■ MATERIAL FOR THE TASK ■
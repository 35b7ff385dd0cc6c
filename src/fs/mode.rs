// Copyright 2024 FastLabs Developers
//
// Licensed under the Apache License, Version 2.0 (the "License");
// you may not use this file except in compliance with the License.
// You may obtain a copy of the License at
//
//     http://www.apache.org/licenses/LICENSE-2.0
//
// Unless required by applicable law or agreed to in writing, software
// distributed under the License is distributed on an "AS IS" BASIS,
// WITHOUT WARRANTIES OR CONDITIONS OF ANY KIND, either express or implied.
// See the License for the specific language governing permissions and
// limitations under the License.

use std::fmt;
use std::fs::OpenOptions;

use crate::Error;
use crate::ErrorKind;

/// Parsed capability view of a file mode string.
///
/// Mode strings are composed of the characters `x` (create new), `r` (read),
/// `w` (write, truncating), `a` (append), `b` and `t` (binary/text markers,
/// accepted and ignored), and `+` (widen the open options to read-write).
///
/// The capability flags follow a first-match chain: any of `x`/`w`/`a` makes
/// the mode writable only, otherwise `r` makes it readable only, otherwise `+`
/// makes it both. `"w+"` is therefore writable but not readable, while the
/// handle underneath is still opened read-write.
///
/// # Examples
///
/// ```
/// use hannah::fs::Mode;
///
/// let mode = Mode::parse("a")?;
/// assert!(mode.writable());
/// assert!(!mode.readable());
/// # Ok::<_, hannah::Error>(())
/// ```
#[derive(Debug, Clone, PartialEq, Eq)]
pub struct Mode {
    spec: String,
    create_new: bool,
    truncate: bool,
    append: bool,
    read: bool,
    write: bool,
    readable: bool,
    writable: bool,
}

impl Mode {
    /// Parse a mode string.
    ///
    /// Fails with an invalid-mode error when the string contains a character
    /// outside the recognized set, or when it grants no capability at all
    /// (`""`, `"b"`, `"t"`).
    pub fn parse(spec: &str) -> Result<Mode, Error> {
        let mut create_new = false;
        let mut truncate = false;
        let mut append = false;
        let mut read = false;
        let mut write = false;

        for ch in spec.chars() {
            match ch {
                'x' => {
                    create_new = true;
                    write = true;
                }
                'w' => {
                    truncate = true;
                    write = true;
                }
                'a' => {
                    append = true;
                    write = true;
                }
                'r' => read = true,
                '+' => {
                    read = true;
                    write = true;
                }
                'b' | 't' => {}
                _ => {
                    return Err(Error::new(
                        ErrorKind::InvalidMode,
                        format!("invalid mode: {spec:?}"),
                    ));
                }
            }
        }

        let (readable, writable) = if spec.contains(['x', 'w', 'a']) {
            (false, true)
        } else if spec.contains('r') {
            (true, false)
        } else if spec.contains('+') {
            (true, true)
        } else {
            return Err(Error::new(
                ErrorKind::InvalidMode,
                format!("invalid mode: {spec:?}"),
            ));
        };

        Ok(Mode {
            spec: spec.to_string(),
            create_new,
            truncate,
            append,
            read,
            write,
            readable,
            writable,
        })
    }

    /// Whether read operations are permitted.
    pub fn readable(&self) -> bool {
        self.readable
    }

    /// Whether write operations are permitted.
    pub fn writable(&self) -> bool {
        self.writable
    }

    /// The mode string this value was parsed from.
    pub fn as_str(&self) -> &str {
        &self.spec
    }

    pub(crate) fn open_options(&self) -> OpenOptions {
        let mut options = OpenOptions::new();
        options.read(self.read);
        if self.append {
            options.append(true).create(true);
        } else if self.create_new {
            options.write(true).create_new(true);
        } else if self.truncate {
            options.write(true).create(true).truncate(true);
        } else if self.write {
            options.write(true);
        }
        options
    }
}

impl fmt::Display for Mode {
    fn fmt(&self, f: &mut fmt::Formatter<'_>) -> fmt::Result {
        f.write_str(&self.spec)
    }
}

■ REQUIREMENT ■
Please give each line above again, word for word.

■ ANSWER TO THIS PROBLEM ■
repository 35b7ff385dd0cc6c
filename src/fs/mode.rs
// Copyright 2024 FastLabs Developers
//
// Licensed under the Apache License, Version 2.0 (the "License");
// you may not use this file except in compliance with the License.
// You may obtain a copy of the License at
//
//     http://www.apache.org/licenses/LICENSE-2.0
//
// Unless required by applicable law or agreed to in writing, software
// distributed under the License is distributed on an "AS IS" BASIS,
// WITHOUT WARRANTIES OR CONDITIONS OF ANY KIND, either express or implied.
// See the License for the specific language governing permissions and
// limitations under the License.

use std::fmt;
use std::fs::OpenOptions;

use crate::Error;
use crate::ErrorKind;

/// Parsed capability view of a file mode string.
///
/// Mode strings are composed of the characters `x` (create new), `r` (read),
/// `w` (write, truncating), `a` (append), `b` and `t` (binary/text markers,
/// accepted and ignored), and `+` (widen the open options to read-write).
///
/// The capability flags follow a first-match chain: any of `x`/`w`/`a` makes
/// the mode writable only, otherwise `r` makes it readable only, otherwise `+`
/// makes it both. `"w+"` is therefore writable but not readable, while the
/// handle underneath is still opened read-write.
///
/// # Examples
///
/// ```
/// use hannah::fs::Mode;
///
/// let mode = Mode::parse("a")?;
/// assert!(mode.writable());
/// assert!(!mode.readable());
/// # Ok::<_, hannah::Error>(())
/// ```
#[derive(Debug, Clone, PartialEq, Eq)]
pub struct Mode {
    spec: String,
    create_new: bool,
    truncate: bool,
    append: bool,
    read: bool,
    write: bool,
    readable: bool,
    writable: bool,
}

impl Mode {
    /// Parse a mode string.
    ///
    /// Fails with an invalid-mode error when the string contains a character
    /// outside the recognized set, or when it grants no capability at all
    /// (`""`, `"b"`, `"t"`).
    pub fn parse(spec: &str) -> Result<Mode, Error> {
        let mut create_new = false;
        let mut truncate = false;
        let mut append = false;
        let mut read = false;
        let mut write = false;

        for ch in spec.chars() {
            match ch {
                'x' => {
                    create_new = true;
                    write = true;
                }
                'w' => {
                    truncate = true;
                    write = true;
                }
                'a' => {
                    append = true;
                    write = true;
                }
                'r' => read = true,
                '+' => {
                    read = true;
                    write = true;
                }
                'b' | 't' => {}
                _ => {
                    return Err(Error::new(
                        ErrorKind::InvalidMode,
                        format!("invalid mode: {spec:?}"),
                    ));
                }
            }
        }

        let (readable, writable) = if spec.contains(['x', 'w', 'a']) {
            (false, true)
        } else if spec.contains('r') {
            (true, false)
        } else if spec.contains('+') {
            (true, true)
        } else {
            return Err(Error::new(
                ErrorKind::InvalidMode,
                format!("invalid mode: {spec:?}"),
            ));
        };

        Ok(Mode {
            spec: spec.to_string(),
            create_new,
            truncate,
            append,
            read,
            write,
            readable,
            writable,
        })
    }

    /// Whether read operations are permitted.
    pub fn readable(&self) -> bool {
        self.readable
    }

    /// Whether write operations are permitted.
    pub fn writable(&self) -> bool {
        self.writable
    }

    /// The mode string this value was parsed from.
    pub fn as_str(&self) -> &str {
        &self.spec
    }

    pub(crate) fn open_options(&self) -> OpenOptions {
        let mut options = OpenOptions::new();
        options.read(self.read);
        if self.append {
            options.append(true).create(true);
        } else if self.create_new {
            options.write(true).create_new(true);
        } else if self.truncate {
            options.write(true).create(true).truncate(true);
        } else if self.write {
            options.write(true);
        }
        options
    }
}

impl fmt::Display for Mode {
    fn fmt(&self, f: &mut fmt::Formatter<'_>) -> fmt::Result {
        f.write_str(&self.spec)
    }
}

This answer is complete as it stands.